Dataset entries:
>>>>>

//! Chat domain layer for Tandem.
//!
//! Builds the user-facing pieces of the messaging client on top of `tandem-live`:
//! live conversation feeds with unread badges, an optimistic outbox with attachment
//! upload, and the notification feed. [`ChatState`] wires them up for one user.

#![forbid(unsafe_code)]

pub mod feed;
pub mod message;
pub mod notification;
pub mod outbox;
pub mod prelude;
pub mod session;

pub use feed::ConversationFeed;
pub use message::Message;
pub use notification::{Notification, NotificationFeed};
pub use outbox::{Attachment, Draft, Outbox, Outgoing, SendState};
pub use session::{ChatSession, ChatState};

// vim: ts=4
//! Table storage: row selection and write application

use serde_json::Value;
use tandem_types::remote_adapter::{ChangeEvent, QueryFilter, QueryOptions};
use tandem_types::types::{Row, now};
use tandem_types::utils::{random_id, row_key};

use crate::AdapterConfig;
use crate::error::Error;

pub type Table = Vec<Row>;

/// Select rows matching `opts`: filter, then sort, then limit
pub fn select(table: &Table, opts: &QueryOptions) -> Vec<Row> {
	let mut rows: Vec<Row> = table.iter().filter(|row| opts.filter.matches(row)).cloned().collect();
	if !opts.sort.is_empty() {
		rows.sort_by(|a, b| {
			opts.sort
				.iter()
				.map(|field| field.compare(a, b))
				.find(|ord| ord.is_ne())
				.unwrap_or(std::cmp::Ordering::Equal)
		});
	}
	if let Some(limit) = opts.limit {
		rows.truncate(limit as usize);
	}
	rows
}

/// Insert a row, filling in id and creation time when absent
pub fn insert(table: &mut Table, mut row: Row, config: &AdapterConfig) -> Result<ChangeEvent, Error> {
	let Some(fields) = row.as_object_mut() else {
		return Err(Error::InvalidPayload("row must be an object".into()));
	};
	if !fields.get(&config.id_field).is_some_and(|id| !id.is_null()) {
		fields.insert(config.id_field.clone(), Value::String(random_id()));
	}
	if !fields.contains_key(&config.created_at_field) {
		fields.insert(config.created_at_field.clone(), Value::from(now().as_millis()));
	}

	let key = row_key(&row, &config.id_field)
		.ok_or_else(|| Error::InvalidPayload(format!("{} must be a string or number", config.id_field)))?;
	if table.iter().any(|existing| row_key(existing, &config.id_field).as_deref() == Some(key.as_str())) {
		return Err(Error::DuplicateKey(key));
	}

	table.push(row.clone());
	Ok(ChangeEvent::insert(row))
}

/// Merge `patch` into every row matching `filter`
pub fn update(table: &mut Table, filter: &QueryFilter, patch: &Value) -> Result<Vec<ChangeEvent>, Error> {
	let Some(patch) = patch.as_object() else {
		return Err(Error::InvalidPayload("update payload must be an object".into()));
	};

	let mut events = Vec::new();
	for row in table.iter_mut().filter(|row| filter.matches(row)) {
		if let Some(fields) = row.as_object_mut() {
			for (field, value) in patch {
				fields.insert(field.clone(), value.clone());
			}
		}
		events.push(ChangeEvent::update(row.clone()));
	}
	Ok(events)
}

/// Remove every row matching `filter`
pub fn delete(table: &mut Table, filter: &QueryFilter) -> Vec<ChangeEvent> {
	let mut events = Vec::new();
	table.retain(|row| {
		if filter.matches(row) {
			events.push(ChangeEvent::delete(row.clone()));
			false
		} else {
			true
		}
	});
	events
}


// vim: ts=4
//! Live Collection
//!
//! Generic merge-and-order engine: folds an at-least-once, possibly reordered
//! stream of row changes into a deduplicated list kept in comparator order.
//!
//! - at most one item per key
//! - `snapshot()` is always sorted by the comparator
//! - events without a key are dropped with a warning

use std::cmp::Ordering;
use std::collections::HashMap;
use std::collections::hash_map::Entry;
use std::fmt::Debug;
use std::hash::Hash;
use tandem_types::remote_adapter::{ChangeEvent, ChangeOp};

use crate::prelude::*;

pub type KeyFn<T, K> = Box<dyn Fn(&T) -> Option<K> + Send + Sync>;
pub type CompareFn<T> = Box<dyn Fn(&T, &T) -> Ordering + Send + Sync>;

pub struct LiveCollection<T, K> {
	items: Vec<T>,
	key_of: KeyFn<T, K>,
	cmp: CompareFn<T>,
}

impl<T, K> LiveCollection<T, K>
where
	T: Clone + PartialEq,
	K: Eq + Hash + Debug,
{
	/// Create an empty collection.
	///
	/// `cmp` must be a total order; use a unique field (the row id) as the last
	/// tiebreak so items created in the same millisecond keep a stable order.
	pub fn new<F, C>(key_of: F, cmp: C) -> Self
	where
		F: Fn(&T) -> Option<K> + Send + Sync + 'static,
		C: Fn(&T, &T) -> Ordering + Send + Sync + 'static,
	{
		Self { items: Vec::new(), key_of: Box::new(key_of), cmp: Box::new(cmp) }
	}

	/// Replace the contents wholesale (initial fetch or resync).
	///
	/// Duplicate keys keep the last occurrence; items without a key are dropped.
	/// Each item is keyed once, then the result is sorted once.
	pub fn seed<I>(&mut self, initial: I)
	where
		I: IntoIterator<Item = T>,
	{
		let initial = initial.into_iter();
		let mut items: Vec<T> = Vec::with_capacity(initial.size_hint().0);
		let mut index: HashMap<K, usize> = HashMap::with_capacity(items.capacity());
		let mut dropped = 0usize;
		for item in initial {
			let Some(key) = (self.key_of)(&item) else {
				dropped += 1;
				continue;
			};
			match index.entry(key) {
				Entry::Occupied(slot) => items[*slot.get()] = item,
				Entry::Vacant(slot) => {
					slot.insert(items.len());
					items.push(item);
				}
			}
		}
		let cmp = &self.cmp;
		items.sort_by(|a, b| cmp(a, b));
		self.items = items;
		if dropped > 0 {
			warn!(dropped, "seed rows without a key were dropped");
		}
	}

	/// Apply one change event. Returns whether the visible contents changed.
	///
	/// Insert of a known key acts as Update, Update of an unknown key acts as
	/// Insert, Delete of an unknown key is a no-op.
	pub fn merge(&mut self, event: ChangeEvent<T>) -> bool {
		let Some(key) = (self.key_of)(&event.payload) else {
			warn!(op = %event.operation, "change event without a key dropped");
			return false;
		};

		match event.operation {
			ChangeOp::Insert | ChangeOp::Update => self.upsert(&key, event.payload),
			ChangeOp::Delete => match self.position_of(&key) {
				Some(idx) => {
					self.items.remove(idx);
					true
				}
				None => {
					debug!(key = ?key, "delete for unknown key ignored");
					false
				}
			},
		}
	}

	fn upsert(&mut self, key: &K, item: T) -> bool {
		if let Some(idx) = self.position_of(key) {
			if self.items[idx] == item {
				return false;
			}
			if self.fits_at(idx, &item) {
				self.items[idx] = item;
				return true;
			}
			// Sort position moved
			self.items.remove(idx);
		}
		let cmp = &self.cmp;
		let pos = self.items.partition_point(|existing| cmp(existing, &item) != Ordering::Greater);
		self.items.insert(pos, item);
		true
	}

	/// Whether `item` can replace the element at `idx` without breaking the order
	fn fits_at(&self, idx: usize, item: &T) -> bool {
		let after_prev =
			idx == 0 || (self.cmp)(&self.items[idx - 1], item) != Ordering::Greater;
		let before_next = self
			.items
			.get(idx + 1)
			.is_none_or(|next| (self.cmp)(item, next) != Ordering::Greater);
		after_prev && before_next
	}

	fn position_of(&self, key: &K) -> Option<usize> {
		self.items.iter().position(|item| (self.key_of)(item).as_ref() == Some(key))
	}

	/// Current contents in sorted order
	pub fn snapshot(&self) -> Vec<T> {
		self.items.clone()
	}

	pub fn items(&self) -> &[T] {
		&self.items
	}

	pub fn get(&self, key: &K) -> Option<&T> {
		self.position_of(key).map(|idx| &self.items[idx])
	}

	pub fn contains_key(&self, key: &K) -> bool {
		self.position_of(key).is_some()
	}

	pub fn len(&self) -> usize {
		self.items.len()
	}

	pub fn is_empty(&self) -> bool {
		self.items.is_empty()
	}
}

impl<T: Debug, K> Debug for LiveCollection<T, K> {
	fn fmt(&self, f: &mut std::fmt::Formatter<'_>) -> std::fmt::Result {
		f.debug_struct("LiveCollection").field("items", &self.items).finish_non_exhaustive()
	}
}

#[cfg(test)]
mod tests {
	use super::*;
	use proptest::prelude::*;
	use serde_json::{Value, json};
	use std::collections::HashSet;
	use std::sync::Arc;
	use std::sync::atomic::{AtomicUsize, Ordering as AtomicOrdering};
	use tandem_types::utils::row_key;

	fn rows() -> LiveCollection<Value, String> {
		LiveCollection::new(
			|row: &Value| row_key(row, "id"),
			|a: &Value, b: &Value| {
				a["ts"].as_i64().cmp(&b["ts"].as_i64()).then_with(|| a["id"].as_i64().cmp(&b["id"].as_i64()))
			},
		)
	}

	fn ids(collection: &LiveCollection<Value, String>) -> Vec<i64> {
		collection.items().iter().filter_map(|row| row["id"].as_i64()).collect()
	}

	#[test]
	fn test_conversation_scenario() {
		let mut c = rows();
		c.seed(vec![json!({ "id": 1, "ts": 100 }), json!({ "id": 2, "ts": 200 })]);

		assert!(c.merge(ChangeEvent::insert(json!({ "id": 3, "ts": 150 }))));
		assert_eq!(ids(&c), vec![1, 3, 2]);

		assert!(c.merge(ChangeEvent::update(json!({ "id": 1, "ts": 100, "content": "edited" }))));
		assert_eq!(ids(&c), vec![1, 3, 2]);
		assert_eq!(c.items()[0]["content"], "edited");

		assert!(c.merge(ChangeEvent::delete(json!({ "id": 2 }))));
		assert_eq!(
			c.snapshot(),
			vec![json!({ "id": 1, "ts": 100, "content": "edited" }), json!({ "id": 3, "ts": 150 })]
		);
	}

	#[test]
	fn test_duplicate_insert_acts_as_update() {
		let mut c = rows();
		assert!(c.merge(ChangeEvent::insert(json!({ "id": 1, "ts": 10 }))));
		assert!(!c.merge(ChangeEvent::insert(json!({ "id": 1, "ts": 10 }))));
		assert!(c.merge(ChangeEvent::insert(json!({ "id": 1, "ts": 10, "is_read": true }))));
		assert_eq!(c.len(), 1);
		assert_eq!(c.get(&"1".to_string()).unwrap()["is_read"], true);
	}

	#[test]
	fn test_update_of_unknown_key_inserts() {
		let mut c = rows();
		c.seed(vec![json!({ "id": 1, "ts": 10 })]);
		assert!(c.merge(ChangeEvent::update(json!({ "id": 2, "ts": 5 }))));
		assert_eq!(ids(&c), vec![2, 1]);
	}

	#[test]
	fn test_update_moving_sort_position() {
		let mut c = rows();
		c.seed(vec![json!({ "id": 1, "ts": 10 }), json!({ "id": 2, "ts": 20 }), json!({ "id": 3, "ts": 30 })]);
		assert!(c.merge(ChangeEvent::update(json!({ "id": 1, "ts": 25 }))));
		assert_eq!(ids(&c), vec![2, 1, 3]);
	}

	#[test]
	fn test_delete_unknown_is_noop() {
		let mut c = rows();
		c.seed(vec![json!({ "id": 1, "ts": 10 })]);
		assert!(!c.merge(ChangeEvent::delete(json!({ "id": 9 }))));
		assert_eq!(c.len(), 1);
	}

	#[test]
	fn test_event_without_key_is_dropped() {
		let mut c = rows();
		assert!(!c.merge(ChangeEvent::insert(json!({ "ts": 10 }))));
		assert!(!c.merge(ChangeEvent::insert(json!({ "id": null, "ts": 10 }))));
		assert!(c.is_empty());
	}

	#[test]
	fn test_seed_dedups_and_sorts() {
		let mut c = rows();
		c.seed(vec![
			json!({ "id": 2, "ts": 20 }),
			json!({ "id": 1, "ts": 10 }),
			json!({ "id": 2, "ts": 5 }),
			json!({ "ts": 1 }),
		]);
		assert_eq!(ids(&c), vec![2, 1]);
		assert_eq!(c.items()[0]["ts"], 5);
	}

	#[test]
	fn test_seed_keys_each_row_once() {
		let calls = Arc::new(AtomicUsize::new(0));
		let counter = calls.clone();
		let mut c: LiveCollection<(i64, i64), i64> = LiveCollection::new(
			move |row: &(i64, i64)| {
				counter.fetch_add(1, AtomicOrdering::Relaxed);
				Some(row.0)
			},
			|a: &(i64, i64), b: &(i64, i64)| a.1.cmp(&b.1).then_with(|| a.0.cmp(&b.0)),
		);

		let n = 20_000i64;
		// every id twice, newest copy last
		c.seed((0..n).map(|id| (id, n - id)).chain((0..n).map(|id| (id, id))));

		assert_eq!(calls.load(AtomicOrdering::Relaxed), 2 * n as usize);
		assert_eq!(c.len(), n as usize);
		assert!(c.items().windows(2).all(|pair| pair[0].1 < pair[1].1));
		assert_eq!(c.items()[0], (0, 0));
	}

	#[derive(Debug, Clone)]
	enum Op {
		Insert(i64, i64),
		Update(i64, i64),
		Delete(i64),
	}

	fn op_strategy() -> impl Strategy<Value = Op> {
		prop_oneof![
			(0i64..8, 0i64..20).prop_map(|(id, ts)| Op::Insert(id, ts)),
			(0i64..8, 0i64..20).prop_map(|(id, ts)| Op::Update(id, ts)),
			(0i64..8).prop_map(Op::Delete),
		]
	}

	proptest! {
		#[test]
		fn prop_unique_keys_and_sorted(
			seed in proptest::collection::vec((0i64..8, 0i64..20), 0..8),
			ops in proptest::collection::vec(op_strategy(), 0..64),
		) {
			let mut c = rows();
			c.seed(seed.into_iter().map(|(id, ts)| json!({ "id": id, "ts": ts })));
			for op in ops {
				let event = match op {
					Op::Insert(id, ts) => ChangeEvent::insert(json!({ "id": id, "ts": ts })),
					Op::Update(id, ts) => ChangeEvent::update(json!({ "id": id, "ts": ts })),
					Op::Delete(id) => ChangeEvent::delete(json!({ "id": id })),
				};
				c.merge(event);

				let ids = ids(&c);
				let unique: HashSet<i64> = ids.iter().copied().collect();
				prop_assert_eq!(unique.len(), ids.len());

				let items = c.items();
				for pair in items.windows(2) {
					prop_assert_ne!((c.cmp)(&pair[0], &pair[1]), Ordering::Greater);
				}
			}
		}

		#[test]
		fn prop_merge_order_does_not_matter_for_final_state(
			events in proptest::collection::vec((0i64..6, 0i64..20), 1..24),
		) {
			// Inserts/updates of distinct final values converge regardless of order
			let mut forward = rows();
			let mut backward = rows();
			let mut last: std::collections::HashMap<i64, i64> = std::collections::HashMap::new();
			for (id, ts) in &events {
				last.insert(*id, *ts);
			}
			for (id, ts) in &last {
				forward.merge(ChangeEvent::insert(json!({ "id": id, "ts": ts })));
			}
			for (id, ts) in last.iter().collect::<Vec<_>>().into_iter().rev() {
				backward.merge(ChangeEvent::update(json!({ "id": id, "ts": ts })));
			}
			prop_assert_eq!(forward.snapshot(), backward.snapshot());
		}
	}
}

// vim: ts=4
//! Shared types, error type, and the remote data service adapter trait for the
//! Tandem client engine.
//!
//! This crate holds the foundational types that are shared between the engine,
//! the chat layer and all adapter implementations.

#![forbid(unsafe_code)]

pub mod error;
pub mod prelude;
pub mod remote_adapter;
pub mod types;
pub mod utils;

// vim: ts=4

<<<<<

> [TASK]: Give a single number: the count of lines above that include the word "opts".

> [SOLUTION TO THIS PROBLEM]: 6